More than a year after employees at the George Washington University Museum and The Textile Museum voted to unionize, workers are pushing in ongoing contract negotiations for pay that accounts for D.C.’s cost of living and their educational qualifications.
While GW officials and textile museum employees have agreed on “administrative” terms, like defining a work week and a full-time worker as a starting point, they have not reached a consensus on higher compensation and benefits, which are the bargaining unit’s main goals, textile museum Program Associate for Academic Engagement Katrina Orsini said. Textile museum staff said GW’s receptiveness to requests for wage increases has been slow, citing a constant back and forth about the human resources payment structure, which they say stunts progress on negotiations.

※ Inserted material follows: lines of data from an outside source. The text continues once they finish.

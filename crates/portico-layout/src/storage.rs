//! Key-value storage for view state that must survive a reload.

use std::collections::{BTreeMap, HashMap};
use std::path::{Path, PathBuf};

use parking_lot::RwLock;
use thiserror::Error;
use tracing::{info, warn};

#[derive(Error, Debug)]
pub enum LayoutError {
    #[error("IO error: {0}")]
    Io(#[from] std::io::Error),

    #[error("JSON error: {0}")]
    Json(#[from] serde_json::Error),
}

pub type Result<T> = std::result::Result<T, LayoutError>;

/// String values by key, like browser local storage.
pub trait LayoutStorage: Send + Sync {
    fn get(&self, key: &str) -> Option<String>;
    fn set(&self, key: &str, value: String) -> Result<()>;
    fn remove(&self, key: &str) -> Result<()>;
}

/// Process-local storage. Lost on exit.
#[derive(Default)]
pub struct MemoryStorage {
    values: RwLock<HashMap<String, String>>,
}

impl MemoryStorage {
    pub fn new() -> Self {
        Self::default()
    }
}

impl LayoutStorage for MemoryStorage {
    fn get(&self, key: &str) -> Option<String> {
        self.values.read().get(key).cloned()
    }

    fn set(&self, key: &str, value: String) -> Result<()> {
        self.values.write().insert(key.to_string(), value);
        Ok(())
    }

    fn remove(&self, key: &str) -> Result<()> {
        self.values.write().remove(key);
        Ok(())
    }
}

/// All keys in one JSON object file, rewritten on every change.
pub struct FileStorage {
    path: PathBuf,
    values: RwLock<BTreeMap<String, String>>,
}

impl FileStorage {
    /// Open `path`, starting empty when the file is missing or unreadable.
    pub fn open(path: impl AsRef<Path>) -> Self {
        let path = path.as_ref().to_path_buf();
        let values = match std::fs::read_to_string(&path) {
            Ok(raw) => match serde_json::from_str::<BTreeMap<String, String>>(&raw) {
                Ok(values) => values,
                Err(e) => {
                    warn!("Ignoring corrupt layout storage {}: {}", path.display(), e);
                    BTreeMap::new()
                }
            },
            Err(e) if e.kind() == std::io::ErrorKind::NotFound => BTreeMap::new(),
            Err(e) => {
                warn!("Cannot read layout storage {}: {}", path.display(), e);
                BTreeMap::new()
            }
        };
        info!(
            "Layout storage opened: {} keys, path={}",
            values.len(),
            path.display()
        );
        Self {
            path,
            values: RwLock::new(values),
        }
    }

    pub fn path(&self) -> &Path {
        &self.path
    }

    fn flush(&self, values: &BTreeMap<String, String>) -> Result<()> {
        if let Some(parent) = self.path.parent() {
            if !parent.as_os_str().is_empty() {
                std::fs::create_dir_all(parent)?;
            }
        }
        std::fs::write(&self.path, serde_json::to_string_pretty(values)?)?;
        Ok(())
    }
}

impl LayoutStorage for FileStorage {
    fn get(&self, key: &str) -> Option<String> {
        self.values.read().get(key).cloned()
    }

    fn set(&self, key: &str, value: String) -> Result<()> {
        let mut values = self.values.write();
        values.insert(key.to_string(), value);
        self.flush(&values)
    }

    fn remove(&self, key: &str) -> Result<()> {
        let mut values = self.values.write();
        if values.remove(key).is_some() {
            self.flush(&values)?;
        }
        Ok(())
    }
}

#[cfg(test)]
mod tests {
    use super::*;

    #[test]
    fn test_memory_storage() {
        let s = MemoryStorage::new();
        assert_eq!(s.get("k"), None);
        s.set("k", "v".into()).unwrap();
        assert_eq!(s.get("k").as_deref(), Some("v"));
        s.remove("k").unwrap();
        assert_eq!(s.get("k"), None);
    }

    #[test]
    fn test_file_storage_persists() {
        let dir = tempfile::tempdir().unwrap();
        let path = dir.path().join("view").join("layout.json");

        let s = FileStorage::open(&path);
        s.set("zoomTransform", "{\"x\":1,\"y\":2,\"k\":1.5}".into())
            .unwrap();
        drop(s);

        let reopened = FileStorage::open(&path);
        assert_eq!(
            reopened.get("zoomTransform").as_deref(),
            Some("{\"x\":1,\"y\":2,\"k\":1.5}")
        );
        reopened.remove("zoomTransform").unwrap();
        assert_eq!(FileStorage::open(&path).get("zoomTransform"), None);
    }

    #[test]
    fn test_file_storage_corrupt_starts_empty() {
        let dir = tempfile::tempdir().unwrap();
        let path = dir.path().join("layout.json");
        std::fs::write(&path, "not json").unwrap();
        let s = FileStorage::open(&path);
        assert_eq!(s.get("nodePositions"), None);
        s.set("a", "b".into()).unwrap();
        assert_eq!(FileStorage::open(&path).get("a").as_deref(), Some("b"));
    }
}
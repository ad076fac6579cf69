//! HTTP route definitions for the Portico API.
//!
//! Every resource module exposes `routes()`; they are merged under `/api`.

pub mod clusters;
pub mod connections;
pub mod contacts;
pub mod network;
pub mod stats;

use std::sync::Arc;

use axum::extract::rejection::JsonRejection;
use axum::Json;
use axum::Router;
use serde_json::Value;
use tower_http::catch_panic::CatchPanicLayer;
use tower_http::cors::CorsLayer;
use tower_http::trace::TraceLayer;

use crate::error::{panic_response, ApiError, ApiResult};
use crate::state::AppState;

/// Build the complete API router.
pub fn build_router(state: Arc<AppState>) -> Router {
    Router::new()
        .nest("/api", api_routes())
        .layer(CatchPanicLayer::custom(panic_response))
        .layer(TraceLayer::new_for_http())
        .layer(CorsLayer::permissive())
        .with_state(state)
}

fn api_routes() -> Router<Arc<AppState>> {
    Router::new()
        .merge(clusters::routes())
        .merge(contacts::routes())
        .merge(connections::routes())
        .merge(network::routes())
        .merge(stats::routes())
}

/// Unwrap a JSON body, turning extractor rejections into 400 `{message}`.
pub(crate) fn json_body(body: Result<Json<Value>, JsonRejection>) -> ApiResult<Value> {
    let Json(value) = body?;
    Ok(value)
}

/// Numeric path id. Anything else can never name an entity, so it is a 404.
pub(crate) fn path_id(raw: &str, entity: &str) -> ApiResult<i64> {
    raw.parse().map_err(|_| ApiError::not_found(entity))
}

Orsini said the bargaining unit is also requesting benefits like mileage reimbursement and parking benefits. Staff often drive textile museum materials to and from the textile museum’s archive campus in Ashburn, Virginia, she said.

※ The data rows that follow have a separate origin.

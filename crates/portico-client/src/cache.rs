//! Fetched-at bookkeeping for query keys.
//!
//! Results younger than `stale_time` are served as-is; older ones, or keys
//! that were invalidated, are refetched on the next refresh.

use std::collections::HashMap;
use std::time::{Duration, Instant};

pub const NETWORK_KEY: &str = "/api/network";
pub const CLUSTERS_KEY: &str = "/api/clusters";

#[derive(Debug, Clone)]
pub struct QueryCache {
    stale_time: Duration,
    fetched_at: HashMap<String, Instant>,
}

impl QueryCache {
    pub fn new(stale_time: Duration) -> Self {
        Self {
            stale_time,
            fetched_at: HashMap::new(),
        }
    }

    pub fn stale_time(&self) -> Duration {
        self.stale_time
    }

    pub fn is_stale(&self, key: &str) -> bool {
        self.is_stale_at(key, Instant::now())
    }

    /// Never fetched, invalidated, or older than `stale_time` at `now`.
    pub fn is_stale_at(&self, key: &str, now: Instant) -> bool {
        match self.fetched_at.get(key) {
            Some(at) => now.saturating_duration_since(*at) >= self.stale_time,
            None => true,
        }
    }

    pub fn mark_fresh(&mut self, key: &str) {
        self.mark_fresh_at(key, Instant::now());
    }

    pub fn mark_fresh_at(&mut self, key: &str, at: Instant) {
        self.fetched_at.insert(key.to_string(), at);
    }

    pub fn invalidate(&mut self, key: &str) {
        self.fetched_at.remove(key);
    }

    pub fn invalidate_all(&mut self) {
        self.fetched_at.clear();
    }
}

#[cfg(test)]
mod tests {
    use super::*;

    #[test]
    fn test_staleness() {
        let mut cache = QueryCache::new(Duration::from_secs(8));
        let t0 = Instant::now();
        assert!(cache.is_stale_at(NETWORK_KEY, t0));

        cache.mark_fresh_at(NETWORK_KEY, t0);
        assert!(!cache.is_stale_at(NETWORK_KEY, t0 + Duration::from_secs(7)));
        assert!(cache.is_stale_at(NETWORK_KEY, t0 + Duration::from_secs(8)));
        assert!(cache.is_stale_at(CLUSTERS_KEY, t0));
    }

    #[test]
    fn test_invalidate() {
        let mut cache = QueryCache::new(Duration::from_secs(8));
        let t0 = Instant::now();
        cache.mark_fresh_at(NETWORK_KEY, t0);
        cache.mark_fresh_at(CLUSTERS_KEY, t0);
        cache.invalidate(NETWORK_KEY);
        assert!(cache.is_stale_at(NETWORK_KEY, t0));
        assert!(!cache.is_stale_at(CLUSTERS_KEY, t0));
        cache.invalidate_all();
        assert!(cache.is_stale_at(CLUSTERS_KEY, t0));
    }
}
//! Per-session flags, cleared when the process (the "tab") ends.

use std::collections::HashSet;

use parking_lot::RwLock;

/// Set once the first mount of a session has framed the view.
pub const INITIAL_ZOOM_PERFORMED: &str = "initialZoomPerformed";

#[derive(Debug, Default)]
pub struct SessionFlags {
    flags: RwLock<HashSet<String>>,
}

impl SessionFlags {
    pub fn new() -> Self {
        Self::default()
    }

    pub fn is_set(&self, flag: &str) -> bool {
        self.flags.read().contains(flag)
    }

    pub fn set(&self, flag: &str) {
        self.flags.write().insert(flag.to_string());
    }

    pub fn clear(&self, flag: &str) {
        self.flags.write().remove(flag);
    }

    /// Let the next mount frame the view again, e.g. after the data changed.
    pub fn reset_initial_zoom(&self) {
        self.clear(INITIAL_ZOOM_PERFORMED);
    }
}
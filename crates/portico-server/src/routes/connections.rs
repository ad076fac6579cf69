//! Explicit connections between entities.

use std::sync::Arc;

use axum::extract::rejection::JsonRejection;
use axum::extract::{Path, State};
use axum::http::StatusCode;
use axum::routing::{delete, get};
use axum::{Json, Router};
use serde_json::Value;

use portico_core::{validate, Connection};

use super::{json_body, path_id};
use crate::error::{ApiError, ApiResult};
use crate::state::AppState;

pub fn routes() -> Router<Arc<AppState>> {
    Router::new()
        .route("/connections", get(list_connections).post(create_connection))
        .route("/connections/{id}", delete(delete_connection))
}

/// GET /api/connections
async fn list_connections(State(state): State<Arc<AppState>>) -> Json<Vec<Connection>> {
    Json(state.store.connections())
}

/// POST /api/connections
async fn create_connection(
    State(state): State<Arc<AppState>>,
    body: Result<Json<Value>, JsonRejection>,
) -> ApiResult<(StatusCode, Json<Connection>)> {
    let body = json_body(body)?;
    let input = validate::new_connection(&body)
        .map_err(|e| ApiError::from_core(e, "create connection"))?;
    Ok((StatusCode::CREATED, Json(state.store.create_connection(input))))
}

/// DELETE /api/connections/{id}
async fn delete_connection(
    State(state): State<Arc<AppState>>,
    Path(id): Path<String>,
) -> ApiResult<StatusCode> {
    let id = path_id(&id, "Connection")?;
    if state.store.delete_connection(id) {
        Ok(StatusCode::NO_CONTENT)
    } else {
        Err(ApiError::not_found("Connection"))
    }
}
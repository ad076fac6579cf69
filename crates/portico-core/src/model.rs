//! Entity models: clusters, contacts, connections and their input shapes.

use std::collections::BTreeMap;
use std::fmt;

use serde::{Deserialize, Serialize};

/// The two entity types a connection can reference.
#[derive(Debug, Clone, Copy, PartialEq, Eq, Hash, Serialize, Deserialize)]
#[serde(rename_all = "lowercase")]
pub enum EntityKind {
    Cluster,
    Contact,
}

impl EntityKind {
    pub fn as_str(&self) -> &'static str {
        match self {
            Self::Cluster => "cluster",
            Self::Contact => "contact",
        }
    }

    pub fn parse(raw: &str) -> Option<Self> {
        match raw {
            "cluster" => Some(Self::Cluster),
            "contact" => Some(Self::Contact),
            _ => None,
        }
    }
}

impl fmt::Display for EntityKind {
    fn fmt(&self, f: &mut fmt::Formatter<'_>) -> fmt::Result {
        f.write_str(self.as_str())
    }
}

// ---------------------------------------------------------------
// Cluster
// ---------------------------------------------------------------

/// A named, colored group of contacts.
#[derive(Debug, Clone, PartialEq, Serialize, Deserialize)]
pub struct Cluster {
    pub id: i64,
    pub name: String,
    /// CSS color, usually `rgba(...)` with alpha.
    pub color: String,
}

#[derive(Debug, Clone, PartialEq, Serialize, Deserialize)]
pub struct NewCluster {
    pub name: String,
    pub color: String,
}

#[derive(Debug, Clone, Default, PartialEq, Serialize, Deserialize)]
pub struct ClusterPatch {
    #[serde(skip_serializing_if = "Option::is_none")]
    pub name: Option<String>,
    #[serde(skip_serializing_if = "Option::is_none")]
    pub color: Option<String>,
}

Textile museum workers said when the bargaining unit and officials begin to agree on small payment increases, officials come to subsequent meetings and change the structure of how employees are paid to only allow wage upticks for the lower-paid employees, meaning the union has to rewrite payment articles.
“Having to rethink about the structure again is delaying talking about the money another two weeks and another two weeks,” Orsini said. “I’m hoping that very soon that part can be done, we agree where everyone stands in the HR system and then really talk about the numbers.”
In September 2023, nine of 13 eligible museum employees unanimously voted to unionize and affiliate with Service Employees International Union Local 500. The textile museum employees’ vote to unionize came as the textile museum accepted a $25 million donation to fund an endowment, and employees felt the textile museum’s increased funding should have been used in part to increase their salaries, Orsini said.
She said they’re also asking for more transparency on how officials will use the money from the donation.
The union’s goal is to reach a salary that meets the D.C. living wage, which is the amount the Massachusetts Institute of Technology’s Living Wage Calculator determines is needed for people to fund their basic needs. The D.C. living wage, according to MIT, is about $49,700 per year for a single person without children. Employees said lower-paid textile museum employees make about $39,000 per year, despite all having received master’s degrees.
“We have full-time staff here who don’t make that, who have to work a second job to make a living, to be able to live in this expensive city,” Orsini said. “No one should have to work two, full-time jobs to live.”
Orsini said higher wages would help the museum boost its employee retention rate, which she said is often low because employees leave for higher-paying jobs at other city museums like the Smithsonian Institution. She said textile experts who have been at the textile museum for more than 20 years can’t “up and leave” because their field and knowledge base is more niche. Museum curators and archivists typically need master’s degrees, according to the Bureau of Labor Statistics.
Orsini said the bargaining unit meets with GW’s Associate General Counsel Charles Pollack, the textile museum’s Director John Wetenhall, Deputy Provost Terry Murphy, a human resources representative and two SEIU representatives, as well as an SEIU organizer. The bargaining unit writes their demands in articles, which are presented at the meetings, while the other party takes those articles and returns them with revisions at the following meeting. The parties also have not agreed on telework, union and management rights, which are relatively administrative — like giving managers hiring rights — Orsini said.
Orsini said she hopes the collective bargaining agreement with the textile museum is a “big step” for the University, especially as other groups like graduate students are unionizing on campus.
GW and SEIU agreed to meet on a biweekly basis beginning in January, University spokesperson Julia Metjian said. Metjian said the University is “optimistic” that contract terms will be finalized this semester.
“GW is committed to fostering a good working relationship with its unionized employees that is both responsive to their concerns and consistent with the University’s values,” Metjian said.
Several groups at GW have demanded collective bargaining agreements over the last few years with the hopes of improving salaries and benefits. Residents and fellows at the School of Medicine and Health Sciences voted to unionize last year, and union leaders at the GW Hospital have been battling with the hospital’s owner for years for union recognition and bargaining.
Nicoll Botero, the textile museum’s visitor experience specialist, said the bargaining unit’s biggest nonnegotiable demand is wage increases. A salary increase is necessary, so employees can live, not just survive, she said.
“We all want equity in terms of the labor force. We’re all highly qualified individuals, everyone has a master’s and years upon years of experience,” Botero said.
Botero said the timeline for finalizing contract negotiations is uncertain. She said GW doesn’t seem to be strongly considering the request for wage increases, despite the employees’ academic qualifications.
“We have finally started to make some movement, but it’s still not getting us to where we want to be,” Botero said.